Reputation: 53
I have a dataframe df
and a list of column names to select from this dataframe as a map
I have tried the following approach to build the map
.
var df = Seq((66, "xyz1","a"),(67, "abc1","a"),(68, "fgr1","b"),(69, "yte1","d"),(70, "erx1","q"),(71, "ter1","q")).toDF("from_value", "to_value","label")

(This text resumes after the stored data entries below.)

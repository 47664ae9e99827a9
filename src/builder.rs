//! Incremental token builders (spec §3.3): records that exist only between
//! entering a composite state and returning the completed token.

use std::borrow::Cow;

/// Accumulates the name, attributes, and self-closing flag of an in-progress
/// start tag. Enforces the attribute-uniqueness invariant (spec §3.2) at
/// insertion time rather than as a post-hoc scan.
pub(crate) struct OpenTagBuilder<'a> {
    name: &'a str,
    attributes: Vec<(&'a str, Cow<'a, str>)>,
    self_closing: bool,
}

impl<'a> OpenTagBuilder<'a> {
    pub(crate) fn new(name: &'a str) -> Self {
        OpenTagBuilder { name, attributes: Vec::new(), self_closing: false }
    }

    /// Register a new attribute name with no value yet. Returns `false` if
    /// `name` is already present, in which case the caller must raise
    /// `ErrorKind::UniqueAttribute`.
    pub(crate) fn begin_attribute(&mut self, name: &'a str) -> bool {
        if self.attributes.iter().any(|(n, _)| *n == name) {
            return false;
        }
        self.attributes.push((name, Cow::Borrowed("")));
        true
    }

    /// Set the value of the most recently registered attribute.
    pub(crate) fn set_current_attribute_value(&mut self, value: Cow<'a, str>) {
        if let Some(last) = self.attributes.last_mut() {
            last.1 = value;
        }
    }

    pub(crate) fn set_self_closing(&mut self) {
        self.self_closing = true;
    }

    pub(crate) fn into_parts(self) -> (&'a str, Vec<(&'a str, Cow<'a, str>)>, bool) {
        (self.name, self.attributes, self.self_closing)
    }
}
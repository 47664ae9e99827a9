//! Entity resolution (spec §4.4): numeric character references and named
//! entity lookups.

use crate::error::ErrorKind;
use crate::xmlchar::XmlCharExt;

/// A host-provided table mapping entity names to their replacement text.
///
/// The five predefined XML entities (`amp`, `lt`, `gt`, `apos`, `quot`) must
/// resolve; [`PREDEFINED`] is a ready-made table providing exactly those.
pub trait EntityTable {
    /// Look up `name`, returning its replacement text if known.
    fn get(&self, name: &str) -> Option<&str>;
}

/// The five entities every XML 1.0 processor must recognize.
pub struct PredefinedEntities;

/// A table instance holding just the five predefined entities.
pub static PREDEFINED: PredefinedEntities = PredefinedEntities;

impl EntityTable for PredefinedEntities {
    fn get(&self, name: &str) -> Option<&str> {
        match name {
            "amp" => Some("&"),
            "lt" => Some("<"),
            "gt" => Some(">"),
            "apos" => Some("'"),
            "quot" => Some("\""),
            _ => None,
        }
    }
}

/// Resolve a numeric character reference's digit text to its replacement
/// character, validating it is a legal XML `Char` (spec §4.1, §4.4).
pub(crate) fn resolve_numeric(digits: &str, hex: bool) -> Result<char, ErrorKind> {
    let radix = if hex { 16 } else { 10 };
    let value = u32::from_str_radix(digits, radix)
        .map_err(|_| ErrorKind::CharacterReferenceInvalidNumber)?;
    let c = char::from_u32(value).ok_or(ErrorKind::CharacterReferenceInvalidNumber)?;
    if !c.is_xml_char() {
        return Err(ErrorKind::CharacterReferenceInvalidNumber);
    }
    Ok(c)
}

/// Resolve a named entity reference against `table`.
pub(crate) fn resolve_named<'t>(
    name: &str,
    table: &'t dyn EntityTable,
) -> Result<&'t str, ErrorKind> {
    table.get(name).ok_or(ErrorKind::CharacterReferenceInvalidCode)
}
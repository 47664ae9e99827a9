//! The public token data model (spec §3.1).

use std::borrow::Cow;

/// One token of the XML token stream.
///
/// Text fields that can never involve entity resolution (names, CDATA,
/// comments, PI target/content, doctype identifiers) borrow directly from
/// the input. Attribute values and top-level character data, which may
/// require substituting resolved entity text, use `Cow` so the common case
/// (no entities present) stays allocation-free.
#[derive(Clone, PartialEq, Debug)]
pub enum Token<'a> {
    /// A single character of data, including one produced by resolving a
    /// top-level entity or character reference (spec §9 Open Question,
    /// resolved in DESIGN.md: references are resolved, not forwarded).
    Character(char),
    /// A `<![CDATA[ ... ]]>` section's literal text. Never entity-resolved
    /// (CDATA content is always literal), so always borrowed.
    CData(&'a str),
    /// A `<!-- ... -->` comment's text.
    Comment(&'a str),
    /// The XML declaration, `<?xml version="..." encoding="..." standalone="..."?>`.
    Declaration {
        /// The `version` pseudo-attribute's value.
        version: &'a str,
        /// The `encoding` pseudo-attribute's value, if present.
        encoding: Option<&'a str>,
        /// The `standalone` pseudo-attribute's value: `None` when
        /// unspecified, `Some(true)` for `yes`, `Some(false)` for `no`.
        standalone: Option<bool>,
    },
    /// A processing instruction, `<?target content?>`.
    ProcessingInstruction {
        /// The instruction's target name.
        target: &'a str,
        /// The instruction's content, if any.
        content: Option<&'a str>,
    },
    /// A DOCTYPE declaration with external identifiers only (spec §1:
    /// internal-subset entity/element/attlist declarations are not
    /// materialized).
    Doctype {
        /// The document element name the DOCTYPE names.
        name: &'a str,
        /// The `PUBLIC` identifier, if one was given.
        public_id: Option<&'a str>,
        /// The `SYSTEM` identifier, if one was given.
        system_id: Option<&'a str>,
    },
    /// A start tag, `<name attr="value" ...>` or its self-closing form
    /// `<name attr="value" .../>`.
    OpenTag {
        /// The tag's name.
        name: &'a str,
        /// Attributes, in document order, with unique names (spec §3.2).
        attributes: Vec<(&'a str, Cow<'a, str>)>,
        /// Whether the tag closed itself with `/>`.
        self_closing: bool,
    },
    /// An end tag, `</name>`.
    CloseTag(&'a str),
    /// The terminal end-of-file token. Every successful stream ends with
    /// exactly one of these; further calls keep returning it (spec §8,
    /// invariant 3).
    EndOfFile,
}
//! The explicit state enum for the branchy, mutually-recursive part of the
//! grammar (spec §4.2.1, §4.2.3, §4.2.7, §4.2.8): character data, tag open,
//! tag name, attributes, and close tags.
//!
//! Per the §9 flattening note, each state is handled by a function that
//! returns the *next* state (and possibly a completed token); a driver loop
//! in `tokenizer.rs` advances through them rather than recursing. Comments,
//! CDATA, the XML declaration, processing instructions, and DOCTYPE are each
//! self-contained constructs handled by a dedicated straight-line function
//! instead of living in this enum — see `tokenizer.rs` for why.

/// A state in the tag/attribute/character-data cascade.
#[derive(Clone, Copy, PartialEq, Eq, Debug)]
pub(crate) enum State {
    /// Top-level character data (spec §4.2.1).
    Data,
    /// A `]` was just seen in `Data`; check whether it starts `]]>`.
    DataBracket,
    /// A `<` was just seen; dispatch on what follows (spec §4.2.3).
    TagOpen,
    /// Consuming `NameChar`s of a start tag's name (spec §4.2.7).
    TagName,
    /// Between attributes, or at the tag's end (spec §4.2.7).
    AttributeBeforeName,
    /// Consuming `NameChar`s of an attribute's name.
    AttributeName,
    /// Whitespace before the attribute value's opening quote.
    AttributeBeforeValue,
    /// Inside a quoted attribute value; `char` is the quote in effect.
    AttributeValue(char),
    /// Just after an attribute value's closing quote.
    AttributeAfterValue,
    /// A `/` was just seen while scanning attributes; require `>`.
    TagSelfClosing,
    /// A `</` was just consumed; require `NameStartChar` (spec §4.2.8).
    TagEndOpen,
    /// Consuming `NameChar`s of a close tag's name.
    TagEndName,
    /// Whitespace before a close tag's `>`.
    TagEndAfterName,
}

val cols = List("from_value","to_value")
df.select(
map(
lit(cols(0)),col(cols(0))
,lit(cols(1)),col(cols(1))
)
.as("mapped")
).show(false)
Output:
+------------------------------------+
|mapped |
+------------------------------------+
|[from_value -> 66, to_value -> xyz1]|
|[from_value -> 67, to_value -> abc1]|
|[from_value -> 68, to_value -> fgr1]|
|[from_value -> 69, to_value -> yte1]|
|[from_value -> 70, to_value -> erx1]|
|[from_value -> 71, to_value -> ter1]|
+------------------------------------+
However, I do see few issues with this approach such as
df
Is there an elegant way to handle the above scenarios without being too verbose?
Upvotes: 0
Views: 2753
Reputation: 5078
You can select certain columns in a dataframe as a map using the following function mappingExpr
:
import org.apache.spark.sql.functions.{col, lit, map, when}
import org.apache.spark.sql.{Column, DataFrame}
def mappingExpr(columns: Seq[String], dataframe: DataFrame): Column = {
def getValue(columnName: String): Column = when(col(columnName).isNull, lit("")).otherwise(col(columnName))
map(
columns
.filter(dataframe.columns.contains)
.flatMap(columnName => Seq(lit(columnName), getValue(columnName))): _*
).as("mapped")
}
So given your example's data:
> val df = Seq((66, "xyz1","a"),(67, "abc1","a"),(68, "fgr1","b"),(69, "yte1","d"),(70, "erx1","q"),(71, "ter1","q")).toDF("from_value", "to_value","label")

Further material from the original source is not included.